### [WHAT IS BEING ASKED]
Type every record exactly as it appears.

### [INPUT FOR THIS TASK]
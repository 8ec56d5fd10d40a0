//! Time Conversions and Windows
//!
//! Durations used for alignment, staleness and freshness decisions.

// ===== CONVERSIONS =====

/// Seconds in one hour.
pub const SECONDS_PER_HOUR: i64 = 3_600;

/// Seconds in one day.
pub const SECONDS_PER_DAY: i64 = 86_400;

/// Days in a (non-leap) year, used to annualize sequestration rates.
pub const DAYS_PER_YEAR: f64 = 365.0;

// ===== ALIGNMENT =====

/// Gap between consecutive samples (days) that counts as a coverage gap.
///
/// Also the tolerance between sources' most recent timestamps.
pub const ALIGNMENT_GAP_DAYS: f64 = 7.0;

/// Window (seconds) within which two anomaly reports can corroborate.
pub const CORROBORATION_WINDOW_SECONDS: i64 = SECONDS_PER_HOUR;

// ===== CONFIGURATION LIMITS =====

/// Longest cadence or reading age (days) a configuration may set.
///
/// One century; larger values cannot be turned into chrono durations
/// safely once added to a timestamp.
pub const MAX_CONFIG_SPAN_DAYS: i64 = 36_500;

// ===== FRESHNESS BUCKETS =====

/// Newest data at most this old (seconds) is real-time.
pub const FRESHNESS_REAL_TIME_SECONDS: i64 = SECONDS_PER_HOUR;

/// Newest data at most this old (seconds) is current.
pub const FRESHNESS_CURRENT_SECONDS: i64 = SECONDS_PER_DAY;

/// Newest data at most this old (seconds) is recent; older is stale.
pub const FRESHNESS_RECENT_SECONDS: i64 = 7 * SECONDS_PER_DAY;
//! Rule definitions shared by the satellite and sensor tables

use std::fmt;

use chrono::{DateTime, Utc};
use serde::{Deserialize, Serialize};

use crate::errors::MonitoringResult;
use crate::sensor::SensorType;

use super::ValidationConfig;

/// Three-level rule severity
#[derive(Debug, Clone, Copy, PartialEq, Eq, PartialOrd, Ord, Hash, Serialize, Deserialize)]
#[serde(rename_all = "lowercase")]
pub enum RuleSeverity {
    Info,
    Warning,
    Critical,
}

impl RuleSeverity {
    /// Collapse to the two levels reported in a validation result.
    ///
    /// `Info` becomes `Warning`; the others are unchanged.
    pub const fn folded(&self) -> RuleSeverity {
        match self {
            RuleSeverity::Critical => RuleSeverity::Critical,
            RuleSeverity::Warning | RuleSeverity::Info => RuleSeverity::Warning,
        }
    }

    pub const fn is_critical(&self) -> bool {
        matches!(self, RuleSeverity::Critical)
    }
}

/// Result of evaluating one rule
#[derive(Debug, Clone, PartialEq)]
pub enum RuleOutcome {
    Pass,
    Fail(String),
    /// The subject carries nothing this rule can judge; excluded from scoring
    NotApplicable,
}

/// Inputs every rule may consult besides its subject
#[derive(Debug, Clone, Copy)]
pub struct RuleContext<'a> {
    pub now: DateTime<Utc>,
    /// Set when validating sensor data
    pub sensor_type: Option<SensorType>,
    pub config: &'a ValidationConfig,
}

/// Evaluator signature of a rule over subject `T`
pub type RuleFn<T> = fn(&T, &RuleContext<'_>) -> MonitoringResult<RuleOutcome>;

/// A named, severity-tagged check
pub struct Rule<T> {
    pub name: &'static str,
    pub severity: RuleSeverity,
    /// Whether `apply_auto_fixes` can correct a failure of this rule
    pub auto_fixable: bool,
    /// Shown to the operator when the rule fails
    pub suggestion: &'static str,
    pub evaluate: RuleFn<T>,
}

impl<T> Rule<T> {
    pub fn new(
        name: &'static str,
        severity: RuleSeverity,
        suggestion: &'static str,
        evaluate: RuleFn<T>,
    ) -> Self {
        Self { name, severity, auto_fixable: false, suggestion, evaluate }
    }

    pub fn auto_fixable(mut self) -> Self {
        self.auto_fixable = true;
        self
    }
}

impl<T> Clone for Rule<T> {
    fn clone(&self) -> Self {
        Self {
            name: self.name,
            severity: self.severity,
            auto_fixable: self.auto_fixable,
            suggestion: self.suggestion,
            evaluate: self.evaluate,
        }
    }
}

impl<T> fmt::Debug for Rule<T> {
    fn fmt(&self, f: &mut fmt::Formatter<'_>) -> fmt::Result {
        f.debug_struct("Rule")
            .field("name", &self.name)
            .field("severity", &self.severity)
            .field("auto_fixable", &self.auto_fixable)
            .finish()
    }
}

/// Ordered list of rules applied to one kind of subject
pub type RuleTable<T> = Vec<Rule<T>>;

/// One failed (or unevaluable) rule in a validation result
#[derive(Debug, Clone, PartialEq, Serialize, Deserialize)]
#[serde(rename_all = "camelCase")]
pub struct RuleFailure {
    pub rule: String,
    pub severity: RuleSeverity,
    pub message: String,
    pub auto_fixable: bool,
}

### [SOLUTION BELOW]
repository 8ec56d5fd10d40a0
//! Time Conversions and Windows
//!
//! Durations used for alignment, staleness and freshness decisions.

// ===== CONVERSIONS =====

/// Seconds in one hour.
pub const SECONDS_PER_HOUR: i64 = 3_600;

/// Seconds in one day.
pub const SECONDS_PER_DAY: i64 = 86_400;

/// Days in a (non-leap) year, used to annualize sequestration rates.
pub const DAYS_PER_YEAR: f64 = 365.0;

// ===== ALIGNMENT =====

/// Gap between consecutive samples (days) that counts as a coverage gap.
///
/// Also the tolerance between sources' most recent timestamps.
pub const ALIGNMENT_GAP_DAYS: f64 = 7.0;

/// Window (seconds) within which two anomaly reports can corroborate.
pub const CORROBORATION_WINDOW_SECONDS: i64 = SECONDS_PER_HOUR;

// ===== CONFIGURATION LIMITS =====

/// Longest cadence or reading age (days) a configuration may set.
///
/// One century; larger values cannot be turned into chrono durations
/// safely once added to a timestamp.
pub const MAX_CONFIG_SPAN_DAYS: i64 = 36_500;

// ===== FRESHNESS BUCKETS =====

/// Newest data at most this old (seconds) is real-time.
pub const FRESHNESS_REAL_TIME_SECONDS: i64 = SECONDS_PER_HOUR;

/// Newest data at most this old (seconds) is current.
pub const FRESHNESS_CURRENT_SECONDS: i64 = SECONDS_PER_DAY;

/// Newest data at most this old (seconds) is recent; older is stale.
pub const FRESHNESS_RECENT_SECONDS: i64 = 7 * SECONDS_PER_DAY;
//! Rule definitions shared by the satellite and sensor tables

use std::fmt;

use chrono::{DateTime, Utc};
use serde::{Deserialize, Serialize};

use crate::errors::MonitoringResult;
use crate::sensor::SensorType;

use super::ValidationConfig;

/// Three-level rule severity
#[derive(Debug, Clone, Copy, PartialEq, Eq, PartialOrd, Ord, Hash, Serialize, Deserialize)]
#[serde(rename_all = "lowercase")]
pub enum RuleSeverity {
    Info,
    Warning,
    Critical,
}

impl RuleSeverity {
    /// Collapse to the two levels reported in a validation result.
    ///
    /// `Info` becomes `Warning`; the others are unchanged.
    pub const fn folded(&self) -> RuleSeverity {
        match self {
            RuleSeverity::Critical => RuleSeverity::Critical,
            RuleSeverity::Warning | RuleSeverity::Info => RuleSeverity::Warning,
        }
    }

    pub const fn is_critical(&self) -> bool {
        matches!(self, RuleSeverity::Critical)
    }
}

/// Result of evaluating one rule
#[derive(Debug, Clone, PartialEq)]
pub enum RuleOutcome {
    Pass,
    Fail(String),
    /// The subject carries nothing this rule can judge; excluded from scoring
    NotApplicable,
}

/// Inputs every rule may consult besides its subject
#[derive(Debug, Clone, Copy)]
pub struct RuleContext<'a> {
    pub now: DateTime<Utc>,
    /// Set when validating sensor data
    pub sensor_type: Option<SensorType>,
    pub config: &'a ValidationConfig,
}

/// Evaluator signature of a rule over subject `T`
pub type RuleFn<T> = fn(&T, &RuleContext<'_>) -> MonitoringResult<RuleOutcome>;

/// A named, severity-tagged check
pub struct Rule<T> {
    pub name: &'static str,
    pub severity: RuleSeverity,
    /// Whether `apply_auto_fixes` can correct a failure of this rule
    pub auto_fixable: bool,
    /// Shown to the operator when the rule fails
    pub suggestion: &'static str,
    pub evaluate: RuleFn<T>,
}

impl<T> Rule<T> {
    pub fn new(
        name: &'static str,
        severity: RuleSeverity,
        suggestion: &'static str,
        evaluate: RuleFn<T>,
    ) -> Self {
        Self { name, severity, auto_fixable: false, suggestion, evaluate }
    }

    pub fn auto_fixable(mut self) -> Self {
        self.auto_fixable = true;
        self
    }
}

impl<T> Clone for Rule<T> {
    fn clone(&self) -> Self {
        Self {
            name: self.name,
            severity: self.severity,
            auto_fixable: self.auto_fixable,
            suggestion: self.suggestion,
            evaluate: self.evaluate,
        }
    }
}

impl<T> fmt::Debug for Rule<T> {
    fn fmt(&self, f: &mut fmt::Formatter<'_>) -> fmt::Result {
        f.debug_struct("Rule")
            .field("name", &self.name)
            .field("severity", &self.severity)
            .field("auto_fixable", &self.auto_fixable)
            .finish()
    }
}

/// Ordered list of rules applied to one kind of subject
pub type RuleTable<T> = Vec<Rule<T>>;

/// One failed (or unevaluable) rule in a validation result
#[derive(Debug, Clone, PartialEq, Serialize, Deserialize)]
#[serde(rename_all = "camelCase")]
pub struct RuleFailure {
    pub rule: String,
    pub severity: RuleSeverity,
    pub message: String,
    pub auto_fixable: bool,
}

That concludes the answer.